*EXERCISE OBJECTIVE:*
The entries that follow include a run beginning at the line with "pub fn neu(state: Arc<SignalingState>)" and ending at the line with "call_handler::handle_accept_call(req, ctx, &self.state)"; restate that run word for word and leave the rest out.

*SUPPLIED DATA:*
= = = = = = =

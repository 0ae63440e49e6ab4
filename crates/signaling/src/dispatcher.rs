//! Message-Dispatcher – Routet Signal-Events an die richtigen Handler
//!
//! Der Dispatcher ist die eine Stelle an der alle eingehenden Events
//! einer Verbindung verarbeitet werden: ein `match` ueber das Tagged
//! Enum, pro Event-Art ein Handler. Jedes Event wird als atomarer
//! Schritt verarbeitet; Events derselben Verbindung in Empfangs-
//! Reihenfolge. Die optionale Rueckgabe ist die direkte Antwort an den
//! Absender (z.B. `heartbeat-ack` oder `call-error`); alles andere
//! laeuft ueber den Broadcaster.

use anruf_core::types::{ConnectionId, Identity};
use anruf_protocol::SignalEvent;
use std::sync::Arc;

use crate::handlers::{call_handler, match_handler, session_handler};
use crate::server_state::SignalingState;

/// Dispatcher-Kontext – Informationen ueber die aktuelle Verbindung
#[derive(Debug, Clone)]
pub struct DispatcherContext {
    /// Server-vergebenes Verbindungs-Handle
    pub verbindung: ConnectionId,
    /// Registrierte Identitaet (None solange kein `register` kam)
    pub identitaet: Option<Identity>,
}

impl DispatcherContext {
    /// Erstellt einen Kontext fuer eine frische Verbindung
    pub fn neu(verbindung: ConnectionId) -> Self {
        Self {
            verbindung,
            identitaet: None,
        }
    }
}

/// Zentraler Message-Dispatcher
pub struct MessageDispatcher {
    state: Arc<SignalingState>,
}

impl MessageDispatcher {
    /// Erstellt einen neuen Dispatcher
    pub fn neu(state: Arc<SignalingState>) -> Self {
        Self { state }
    }

    /// Verarbeitet ein eingehendes Event und gibt die direkte Antwort zurueck
    ///
    /// Gibt `None` zurueck wenn keine direkte Antwort an den Absender
    /// geht (die meisten Events sind fire-and-forget Richtung Ziel).
    pub async fn dispatch(
        &self,
        event: SignalEvent,
        ctx: &mut DispatcherContext,
    ) -> Option<SignalEvent> {
        tracing::trace!(
            verbindung = %ctx.verbindung,
            event = event.name(),
            "Event empfangen"
        );

        match event {
            // Direktanruf
            SignalEvent::Register(req) => call_handler::handle_register(req, ctx, &self.state),
            SignalEvent::CallUser(req) => call_handler::handle_call_user(req, ctx, &self.state),
            SignalEvent::AcceptCall(req) => {
                call_handler::handle_accept_call(req, ctx, &self.state)
            }
            SignalEvent::IceCandidate(req) => {
                call_handler::handle_ice_candidate(req, ctx, &self.state)
            }
            SignalEvent::EndCall(req) => call_handler::handle_end_call(req, ctx, &self.state),

            // Relay mit implizitem Ziel (aktueller Partner)
            relay @ (SignalEvent::WebrtcOffer(_) | SignalEvent::WebrtcAnswer(_)) => {
                call_handler::handle_partner_relay(relay, ctx, &self.state)
            }

            // Matchmaking
            SignalEvent::FindRandom => match_handler::handle_find_random(ctx, &self.state),
            SignalEvent::CancelSearch => match_handler::handle_cancel_search(ctx, &self.state),
            SignalEvent::NotReady => match_handler::handle_not_ready(ctx, &self.state),

            // Keepalive
            SignalEvent::Heartbeat => session_handler::handle_heartbeat(ctx, &self.state),

            // Server->Client-Events haben auf dem Hinweg nichts verloren
            andere => {
                tracing::warn!(
                    verbindung = %ctx.verbindung,
                    event = andere.name(),
                    "Server-Event vom Client empfangen – ignoriert"
                );
                None
            }
        }
    }

    /// Raeumt eine getrennte Verbindung vollstaendig auf
    ///
    /// Wird von der `ClientConnection` nach dem Ende der Leseschleife
    /// aufgerufen – egal ob explizite Trennung, Fehler oder Timeout.
    pub fn verbindung_getrennt(&self, ctx: &DispatcherContext) {
        session_handler::handle_disconnect(ctx, &self.state);
    }
}
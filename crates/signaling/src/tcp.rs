//! TCP-Listener – Bindet Socket, akzeptiert Verbindungen
//!
//! Der `SignalingServer` bindet einen TCP-Socket und startet fuer jede
//! eingehende Verbindung einen eigenen tokio-Task mit einer `ClientConnection`.
//!
//! ## Concurrency-Modell
//! Der geteilte Zustand liegt hinter `Arc` + DashMap und ist Send+Sync,
//! Verbindungs-Tasks laufen daher als normale `tokio::spawn`-Tasks auf
//! dem Multi-Thread-Executor. Die Matchmaking-Schlange serialisiert den
//! Match-Schritt ueber ihren eigenen Mutex.

use std::net::SocketAddr;
use std::sync::Arc;
use tokio::net::TcpListener;

use crate::connection::ClientConnection;
use crate::server_state::SignalingState;

/// TCP-Signaling-Server
///
/// Bindet einen TCP-Socket und akzeptiert Verbindungen in einer Loop.
pub struct SignalingServer {
    state: Arc<SignalingState>,
    bind_addr: SocketAddr,
}

impl SignalingServer {
    /// Erstellt einen neuen SignalingServer
    pub fn neu(state: Arc<SignalingState>, bind_addr: SocketAddr) -> Self {
        Self { state, bind_addr }
    }

    /// Startet den TCP-Listener und akzeptiert Verbindungen
    ///
    /// Laeuft bis `shutdown_rx` ein `true`-Signal empfaengt.
    pub async fn starten(
        self,
        mut shutdown_rx: tokio::sync::watch::Receiver<bool>,
    ) -> std::io::Result<()> {
        let listener = TcpListener::bind(self.bind_addr).await?;
        let lokale_addr = listener.local_addr()?;

        tracing::info!(
            adresse = %lokale_addr,
            "TCP Signaling-Server gestartet"
        );

        loop {
            tokio::select! {
                // Neue eingehende Verbindung
                result = listener.accept() => {
                    match result {
                        Ok((stream, peer_addr)) => {
                            // Client-Limit pruefen
                            let online = self.state.presence.online_anzahl() as u32;
                            if online >= self.state.config.max_clients {
                                tracing::warn!(
                                    peer = %peer_addr,
                                    max = self.state.config.max_clients,
                                    "Server voll – Verbindung abgelehnt"
                                );
                                drop(stream);
                                continue;
                            }

                            tracing::debug!(peer = %peer_addr, "Verbindung akzeptiert");

                            let verbindung = ClientConnection::neu(
                                Arc::clone(&self.state),
                                peer_addr,
                            );
                            let shutdown_rx_clone = shutdown_rx.clone();

                            tokio::spawn(async move {
                                verbindung.verarbeiten(stream, shutdown_rx_clone).await;
                            });
                        }
                        Err(e) => {
                            tracing::error!(fehler = %e, "TCP-Accept-Fehler");
                            tokio::time::sleep(std::time::Duration::from_millis(10)).await;
                        }
                    }
                }

                // Shutdown-Signal
                Ok(()) = shutdown_rx.changed() => {
                    if *shutdown_rx.borrow() {
                        tracing::info!("Signaling-Server: Shutdown-Signal empfangen");
                        break;
                    }
                }
            }
        }

        tracing::info!("TCP Signaling-Server gestoppt");
        Ok(())
    }

    /// Gibt die Bind-Adresse zurueck
    pub fn bind_addr(&self) -> SocketAddr {
        self.bind_addr
    }
}
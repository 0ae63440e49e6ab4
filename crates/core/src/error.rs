//! Fehlertypen fuer Anruf
//!
//! Zentraler Fehler-Enum fuer die Fehlerzustaende die ueber Crate-Grenzen
//! wandern. Io-nahe Stellen (Codec, TCP) verpacken diese Fehler in
//! `std::io::Error`, alles andere nutzt den `Result`-Alias direkt.

use thiserror::Error;

/// Globaler Result-Alias fuer Anruf
pub type Result<T> = std::result::Result<T, RelayError>;

/// Alle moeglichen Fehler im Relay-System
#[derive(Debug, Error)]
pub enum RelayError {
    // --- Protokoll ---
    #[error("Ungueltige Nachricht: {0}")]
    UngueltigeNachricht(String),

    #[error("Frame zu gross: {bytes} Bytes (Maximum {maximum})")]
    FrameZuGross { bytes: usize, maximum: usize },

    // --- Konfiguration ---
    #[error("Konfigurationsfehler: {0}")]
    Konfiguration(String),
}
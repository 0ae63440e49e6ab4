//! Server-Konfiguration
//!
//! Wird beim Start aus einer TOML-Datei geladen. Alle Felder haben
//! sinnvolle Standardwerte, sodass der Server ohne Konfigurationsdatei
//! lauffaehig ist.

use anruf_core::RelayError;
use serde::{Deserialize, Serialize};

/// Vollstaendige Server-Konfiguration
#[derive(Debug, Clone, Serialize, Deserialize)]
#[serde(default)]
#[derive(Default)]
pub struct ServerConfig {
    /// Allgemeine Server-Einstellungen
    pub server: ServerEinstellungen,
    /// Netzwerk-Einstellungen
    pub netzwerk: NetzwerkEinstellungen,
    /// Relay-Einstellungen (Keepalive, Statistiken)
    pub relay: RelayEinstellungen,
    /// Logging-Einstellungen
    pub logging: LoggingEinstellungen,
}

/// Allgemeine Server-Einstellungen
#[derive(Debug, Clone, Serialize, Deserialize)]
#[serde(default)]
pub struct ServerEinstellungen {
    /// Anzeigename des Servers
    pub name: String,
    /// Maximale Anzahl gleichzeitiger Clients
    pub max_clients: u32,
}

impl Default for ServerEinstellungen {
    fn default() -> Self {
        Self {
            name: "Anruf Relay".into(),
            max_clients: 512,
        }
    }
}

/// Netzwerk-Einstellungen
#[derive(Debug, Clone, Serialize, Deserialize)]
#[serde(default)]
pub struct NetzwerkEinstellungen {
    /// Bind-Adresse fuer die TCP-Verbindung (Signal-Protokoll)
    pub bind_adresse: String,
    /// Port fuer die TCP-Verbindung
    pub tcp_port: u16,
}

impl Default for NetzwerkEinstellungen {
    fn default() -> Self {
        Self {
            bind_adresse: "0.0.0.0".into(),
            tcp_port: 9321,
        }
    }
}

/// Relay-Einstellungen
#[derive(Debug, Clone, Serialize, Deserialize)]
#[serde(default)]
pub struct RelayEinstellungen {
    /// Sekunden ohne eingehenden Frame bis zur Trennung (0 = deaktiviert)
    pub heartbeat_timeout_sek: u64,
    /// Intervall des server-stats-Broadcasts in Sekunden (0 = deaktiviert)
    pub stats_intervall_sek: u64,
}

impl Default for RelayEinstellungen {
    fn default() -> Self {
        Self {
            heartbeat_timeout_sek: 60,
            stats_intervall_sek: 30,
        }
    }
}

/// Logging-Einstellungen
#[derive(Debug, Clone, Serialize, Deserialize)]
#[serde(default)]
pub struct LoggingEinstellungen {
    /// Log-Level: "trace", "debug", "info", "warn", "error"
    pub level: String,
    /// Format: "json" oder "text"
    pub format: String,
}

impl Default for LoggingEinstellungen {
    fn default() -> Self {
        Self {
            level: "info".into(),
            format: "text".into(),
        }
    }
}

impl ServerConfig {
    /// Laedt die Konfiguration aus einer TOML-Datei.
    /// Gibt die Standardkonfiguration zurueck wenn die Datei nicht existiert.
    pub fn laden(pfad: &str) -> anruf_core::Result<Self> {
        match std::fs::read_to_string(pfad) {
            Ok(inhalt) => {
                let config: Self = toml::from_str(&inhalt).map_err(|e| {
                    RelayError::Konfiguration(format!("Fehler in '{pfad}': {e}"))
                })?;
                Ok(config)
            }
            Err(e) if e.kind() == std::io::ErrorKind::NotFound => Ok(Self::default()),
            Err(e) => Err(RelayError::Konfiguration(format!(
                "Datei '{pfad}' nicht lesbar: {e}"
            ))),
        }
    }

    /// Gibt die vollstaendige Bind-Adresse fuer TCP zurueck
    pub fn tcp_bind_adresse(&self) -> String {
        format!("{}:{}", self.netzwerk.bind_adresse, self.netzwerk.tcp_port)
    }
}
//! Matchmaking-Queue – FIFO-Warteschlange fuer Zufalls-Anrufe
//!
//! Anonyme Clients reihen sich per `find-random` ein und werden paarweise
//! in Einreihungs-Reihenfolge gekoppelt: die am laengsten wartende lebende
//! Verbindung wird Initiator, die zweitlaengste Responder.
//!
//! Die Queue haelt nur den "waiting"-Teil der Zustandsmaschine; "paired"
//! lebt in der `PairingTable`, die Uebergaenge orchestrieren die Handler.
//! Tote Eintraege (Verbindung beim Pop nicht mehr erreichbar) werden
//! verworfen und nicht wieder eingereiht – die Queue heilt sich selbst.
//!
//! Schlange und Mitglieds-Index stehen hinter einem gemeinsamen Mutex,
//! damit der Match-Schritt als ganzes atomar ist und die FIFO-Paarungs-
//! Invariante auch bei nebenlaeufigen Enqueues erhalten bleibt.

use anruf_core::types::ConnectionId;
use parking_lot::Mutex;
use std::collections::{HashSet, VecDeque};
use std::sync::Arc;
use std::time::Instant;

/// Ein wartender Client mit Einreihungs-Zeitpunkt
#[derive(Debug, Clone, Copy)]
struct WarteEintrag {
    verbindung: ConnectionId,
    seit: Instant,
}

struct Inner {
    /// FIFO-Schlange, vorne wartet der aelteste Eintrag
    schlange: VecDeque<WarteEintrag>,
    /// Mitglieds-Index – kein Handle darf zweimal in der Schlange stehen
    wartend: HashSet<ConnectionId>,
}

/// FIFO-Warteschlange fuer Zufalls-Paarungen
///
/// Thread-safe via Arc + Mutex. Clone teilt den inneren Zustand.
#[derive(Clone)]
pub struct MatchmakingQueue {
    inner: Arc<Mutex<Inner>>,
}

impl MatchmakingQueue {
    /// Erstellt eine neue, leere Warteschlange
    pub fn neu() -> Self {
        Self {
            inner: Arc::new(Mutex::new(Inner {
                schlange: VecDeque::new(),
                wartend: HashSet::new(),
            })),
        }
    }

    /// Reiht eine Verbindung hinten ein
    ///
    /// Gibt `false` zurueck wenn das Handle bereits wartet (kein
    /// Doppel-Eintrag, geloggter No-op).
    pub fn einreihen(&self, verbindung: ConnectionId) -> bool {
        let mut inner = self.inner.lock();
        if !inner.wartend.insert(verbindung) {
            tracing::debug!(verbindung = %verbindung, "Bereits in der Warteschlange");
            return false;
        }
        inner.schlange.push_back(WarteEintrag {
            verbindung,
            seit: Instant::now(),
        });
        tracing::debug!(
            verbindung = %verbindung,
            wartende = inner.schlange.len(),
            "In Warteschlange eingereiht"
        );
        true
    }

    /// Reiht eine Verbindung vorne ein (bevorzugte Wieder-Vermittlung)
    ///
    /// Wird fuer den Partner eines `not-ready`-Clients verwendet: er war
    /// schon dran und soll beim naechsten Match-Schritt zuerst gezogen
    /// werden.
    pub fn vorne_einreihen(&self, verbindung: ConnectionId) -> bool {
        let mut inner = self.inner.lock();
        if !inner.wartend.insert(verbindung) {
            return false;
        }
        inner.schlange.push_front(WarteEintrag {
            verbindung,
            seit: Instant::now(),
        });
        tracing::debug!(verbindung = %verbindung, "Vorne in Warteschlange eingereiht");
        true
    }

    /// Entfernt eine Verbindung aus der Warteschlange
    ///
    /// Gibt `false` zurueck wenn das Handle nicht wartete (idempotent,
    /// deckt Cancel und Disconnect ab).
    pub fn entfernen(&self, verbindung: &ConnectionId) -> bool {
        let mut inner = self.inner.lock();
        if !inner.wartend.remove(verbindung) {
            return false;
        }
        inner
            .schlange
            .retain(|eintrag| eintrag.verbindung != *verbindung);
        tracing::debug!(verbindung = %verbindung, "Aus Warteschlange entfernt");
        true
    }

    /// Prueft ob ein Handle gerade wartet
    pub fn ist_wartend(&self, verbindung: &ConnectionId) -> bool {
        self.inner.lock().wartend.contains(verbindung)
    }

    /// Gibt die Anzahl wartender Verbindungen zurueck
    pub fn wartende_anzahl(&self) -> usize {
        self.inner.lock().schlange.len()
    }

    /// Zieht das naechste Paar aus der Schlange (Initiator, Responder)
    ///
    /// Nimmt die zwei am laengsten wartenden Eintraege deren Verbindung
    /// laut `ist_live` noch lebt; tote Eintraege werden verworfen. Findet
    /// sich kein zweiter lebender Eintrag, wandert der erste zurueck an
    /// den Kopf der Schlange und es gibt kein Paar.
    pub fn naechstes_paar(
        &self,
        ist_live: impl Fn(&ConnectionId) -> bool,
    ) -> Option<(ConnectionId, ConnectionId)> {
        let mut inner = self.inner.lock();

        let mut erster: Option<WarteEintrag> = None;
        let zweiter = loop {
            let Some(eintrag) = inner.schlange.pop_front() else {
                break None;
            };
            if !ist_live(&eintrag.verbindung) {
                inner.wartend.remove(&eintrag.verbindung);
                tracing::debug!(
                    verbindung = %eintrag.verbindung,
                    "Toter Warteschlangen-Eintrag verworfen"
                );
                continue;
            }
            match erster {
                None => erster = Some(eintrag),
                Some(_) => break Some(eintrag),
            }
        };

        match (erster, zweiter) {
            (Some(a), Some(b)) => {
                inner.wartend.remove(&a.verbindung);
                inner.wartend.remove(&b.verbindung);
                tracing::info!(
                    initiator = %a.verbindung,
                    responder = %b.verbindung,
                    gewartet_ms = a.seit.elapsed().as_millis() as u64,
                    "Zufalls-Paar gefunden"
                );
                Some((a.verbindung, b.verbindung))
            }
            (Some(a), None) => {
                // Der einzige Lebende behaelt seine Prioritaet
                inner.schlange.push_front(a);
                None
            }
            _ => None,
        }
    }
}

impl Default for MatchmakingQueue {
    fn default() -> Self {
        Self::neu()
    }
}

// ---------------------------------------------------------------------------
// Tests
// ---------------------------------------------------------------------------
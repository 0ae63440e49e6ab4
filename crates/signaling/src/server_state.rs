//! Gemeinsamer Server-Zustand fuer den Signaling-Service
//!
//! Haelt die Konfiguration und alle geteilten Zustands-Manager, die sicher
//! zwischen tokio-Tasks geteilt werden koennen. Der Zustand wird beim
//! Serverstart erzeugt und per Arc in alle Verbindungs-Tasks gereicht –
//! Tests bauen sich eine frische Instanz statt auf globalem Zustand zu
//! arbeiten.

use anruf_protocol::signal::ServerStats;
use std::sync::Arc;
use std::time::Instant;

use crate::broadcast::EventBroadcaster;
use crate::matchmaking::MatchmakingQueue;
use crate::pairing::PairingTable;
use crate::presence::PresenceManager;
use crate::registry::ConnectionRegistry;

/// Konfiguration fuer den Signaling-Service
#[derive(Debug, Clone)]
pub struct SignalingConfig {
    /// Anzeigename des Servers
    pub server_name: String,
    /// Maximale gleichzeitige Clients
    pub max_clients: u32,
    /// Heartbeat-Timeout: so lange darf eine Verbindung stumm bleiben
    pub heartbeat_timeout_sek: u64,
    /// Intervall fuer den `server-stats`-Broadcast (0 = deaktiviert)
    pub stats_intervall_sek: u64,
}

impl Default for SignalingConfig {
    fn default() -> Self {
        Self {
            server_name: "Anruf Relay".to_string(),
            max_clients: 512,
            heartbeat_timeout_sek: 60,
            stats_intervall_sek: 30,
        }
    }
}

/// Gemeinsamer Server-Zustand (thread-safe, Arc-geteilt)
///
/// Alle Manager teilen ihren inneren Zustand via Clone; der State selbst
/// wird als Arc herumgereicht.
pub struct SignalingState {
    /// Server-Konfiguration (unveraenderlich nach dem Start)
    pub config: Arc<SignalingConfig>,
    /// Identitaet -> Verbindungs-Handle
    pub registry: ConnectionRegistry,
    /// Aktive Anruf-Paarungen
    pub pairings: PairingTable,
    /// Warteschlange fuer Zufalls-Anrufe
    pub queue: MatchmakingQueue,
    /// Online-Status und Heartbeat-Buchhaltung
    pub presence: PresenceManager,
    /// Event-Zustellung an Clients
    pub broadcaster: EventBroadcaster,
    /// Startzeitpunkt des Servers (fuer Uptime-Berechnung)
    pub start_time: Instant,
}

impl SignalingState {
    /// Erstellt einen neuen SignalingState
    pub fn neu(config: SignalingConfig) -> Arc<Self> {
        Arc::new(Self {
            config: Arc::new(config),
            registry: ConnectionRegistry::neu(),
            pairings: PairingTable::neu(),
            queue: MatchmakingQueue::neu(),
            presence: PresenceManager::neu(),
            broadcaster: EventBroadcaster::neu(),
            start_time: Instant::now(),
        })
    }

    /// Gibt die Uptime in Sekunden zurueck
    pub fn uptime_sek(&self) -> u64 {
        self.start_time.elapsed().as_secs()
    }

    /// Erstellt den aktuellen Statistik-Schnappschuss
    pub fn stats_schnappschuss(&self) -> ServerStats {
        ServerStats {
            online: self.presence.online_anzahl(),
            waiting: self.queue.wartende_anzahl(),
            active_calls: self.pairings.paar_anzahl(),
            uptime_secs: self.uptime_sek(),
        }
    }
}
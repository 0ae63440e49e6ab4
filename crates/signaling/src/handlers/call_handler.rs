//! Call-Handler – Registrierung und direkt adressierte Anrufe
//!
//! Das Relay ist hier im Kern zustandslos: Ziel-Identitaet via Registry
//! aufloesen, Event zustellen, fertig. Einzig `call-user` legt zusaetzlich
//! eine Paarung an, damit beim Disconnect einer Seite der Partner
//! benachrichtigt werden kann und Relay-Events ohne Zielangabe
//! (`webrtc-offer`/`webrtc-answer`) ein implizites Ziel haben.
//!
//! ## Fehlerverhalten
//! Nur `call-user` an eine unbekannte Identitaet meldet dem Absender einen
//! `call-error`; `accept-call`, `ice-candidate` und `end-call` an ein
//! verschwundenes Ziel werden stillschweigend verworfen (das Ziel ist
//! bereits weg, ein Fehler hilft niemandem).

use anruf_protocol::signal::{
    AcceptCallRequest, CallUserRequest, EndCallRequest, IceCandidate, RegisterRequest,
};
use anruf_protocol::SignalEvent;
use std::sync::Arc;

use crate::dispatcher::DispatcherContext;
use crate::pairing::PaarungsArt;
use crate::server_state::SignalingState;

/// Verarbeitet `register`: verknuepft die Identitaet mit dieser Verbindung
///
/// Keine Bestaetigung an den Client – der Eintrag gilt sofort.
pub fn handle_register(
    req: RegisterRequest,
    ctx: &mut DispatcherContext,
    state: &Arc<SignalingState>,
) -> Option<SignalEvent> {
    state
        .registry
        .registrieren(req.identity.clone(), ctx.verbindung);
    ctx.identitaet = Some(req.identity);
    None
}

/// Verarbeitet `call-user`: stellt das Offer als `incoming-call` zu
///
/// Unbekanntes Ziel ⇒ `call-error` nur an den Absender. Der Absender muss
/// selbst registriert sein, sonst fehlt dem Ziel das `from`-Feld.
pub fn handle_call_user(
    req: CallUserRequest,
    ctx: &DispatcherContext,
    state: &Arc<SignalingState>,
) -> Option<SignalEvent> {
    let Some(absender) = ctx.identitaet.clone() else {
        tracing::debug!(verbindung = %ctx.verbindung, "call-user ohne Registrierung");
        return Some(SignalEvent::call_error(
            "Nicht registriert – zuerst 'register' senden",
        ));
    };

    let Some(ziel) = state.registry.aufloesen(&req.to) else {
        tracing::debug!(verbindung = %ctx.verbindung, ziel = %req.to, "Anrufziel nicht gefunden");
        return Some(SignalEvent::call_error(format!(
            "Benutzer nicht gefunden: {}",
            req.to
        )));
    };

    // Paarung fuer Disconnect-Benachrichtigung und implizites Relay. Ist
    // eine Seite schon gekoppelt, bleibt die Zustellung trotzdem
    // best-effort – das Relay lehnt keine Offers ab.
    if state
        .pairings
        .koppeln(ctx.verbindung, ziel, PaarungsArt::Direktanruf)
    {
        // Gekoppelte Handles duerfen nicht in der Schlange stehen – wer
        // waehrend einer Zufalls-Suche direkt angerufen wird, verlaesst sie
        state.queue.entfernen(&ctx.verbindung);
        state.queue.entfernen(&ziel);
    }

    tracing::info!(von = %absender, zu = %req.to, "Anruf wird zugestellt");
    state
        .broadcaster
        .an_verbindung_senden(&ziel, SignalEvent::incoming_call(absender, req.offer));
    None
}

/// Verarbeitet `accept-call`: stellt die Answer als `call-accepted` zu
pub fn handle_accept_call(
    req: AcceptCallRequest,
    ctx: &DispatcherContext,
    state: &Arc<SignalingState>,
) -> Option<SignalEvent> {
    match state.registry.aufloesen(&req.to) {
        Some(ziel) => {
            tracing::info!(verbindung = %ctx.verbindung, zu = %req.to, "Anruf angenommen");
            state
                .broadcaster
                .an_verbindung_senden(&ziel, SignalEvent::call_accepted(req.answer));
        }
        None => {
            // Anrufer bereits weg – best-effort, kein Fehlerpfad
            tracing::debug!(zu = %req.to, "accept-call an verschwundenes Ziel verworfen");
        }
    }
    None
}

/// Verarbeitet `ice-candidate`: relayed den Kandidaten an das Ziel
pub fn handle_ice_candidate(
    req: IceCandidate,
    ctx: &DispatcherContext,
    state: &Arc<SignalingState>,
) -> Option<SignalEvent> {
    let Some(ref ziel_identitaet) = req.to else {
        tracing::debug!(verbindung = %ctx.verbindung, "ice-candidate ohne Ziel verworfen");
        return None;
    };

    match state.registry.aufloesen(ziel_identitaet) {
        Some(ziel) => {
            state.broadcaster.an_verbindung_senden(
                &ziel,
                SignalEvent::ice_candidate_zustellung(req.candidate),
            );
        }
        None => {
            tracing::debug!(zu = %ziel_identitaet, "ice-candidate an verschwundenes Ziel verworfen");
        }
    }
    None
}

/// Verarbeitet `end-call`: benachrichtigt das Ziel und loest die Paarung
pub fn handle_end_call(
    req: EndCallRequest,
    ctx: &DispatcherContext,
    state: &Arc<SignalingState>,
) -> Option<SignalEvent> {
    state.pairings.entkoppeln(&ctx.verbindung);

    match state.registry.aufloesen(&req.to) {
        Some(ziel) => {
            tracing::info!(verbindung = %ctx.verbindung, zu = %req.to, "Anruf beendet");
            state
                .broadcaster
                .an_verbindung_senden(&ziel, SignalEvent::CallEnded);
        }
        None => {
            tracing::debug!(zu = %req.to, "end-call an verschwundenes Ziel verworfen");
        }
    }
    None
}

/// Relayed `webrtc-offer`/`webrtc-answer` an den aktuellen Partner
///
/// Das Ziel ist implizit die Gegenseite der aktiven Paarung. Ohne Paarung
/// ist das Event veraltet (Partner weg, Anruf beendet) und wird verworfen.
pub fn handle_partner_relay(
    event: SignalEvent,
    ctx: &DispatcherContext,
    state: &Arc<SignalingState>,
) -> Option<SignalEvent> {
    match state.pairings.partner_von(&ctx.verbindung) {
        Some(partner) => {
            state.broadcaster.an_verbindung_senden(&partner, event);
        }
        None => {
            tracing::debug!(
                verbindung = %ctx.verbindung,
                event = event.name(),
                "Relay ohne aktive Paarung – verworfen"
            );
        }
    }
    None
}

= = = = = = =

*EXERCISE SOLUTION:*
    pub fn neu(state: Arc<SignalingState>) -> Self {
        Self { state }
    }

    /// Verarbeitet ein eingehendes Event und gibt die direkte Antwort zurueck
    ///
    /// Gibt `None` zurueck wenn keine direkte Antwort an den Absender
    /// geht (die meisten Events sind fire-and-forget Richtung Ziel).
    pub async fn dispatch(
        &self,
        event: SignalEvent,
        ctx: &mut DispatcherContext,
    ) -> Option<SignalEvent> {
        tracing::trace!(
            verbindung = %ctx.verbindung,
            event = event.name(),
            "Event empfangen"
        );

        match event {
            // Direktanruf
            SignalEvent::Register(req) => call_handler::handle_register(req, ctx, &self.state),
            SignalEvent::CallUser(req) => call_handler::handle_call_user(req, ctx, &self.state),
            SignalEvent::AcceptCall(req) => {
                call_handler::handle_accept_call(req, ctx, &self.state)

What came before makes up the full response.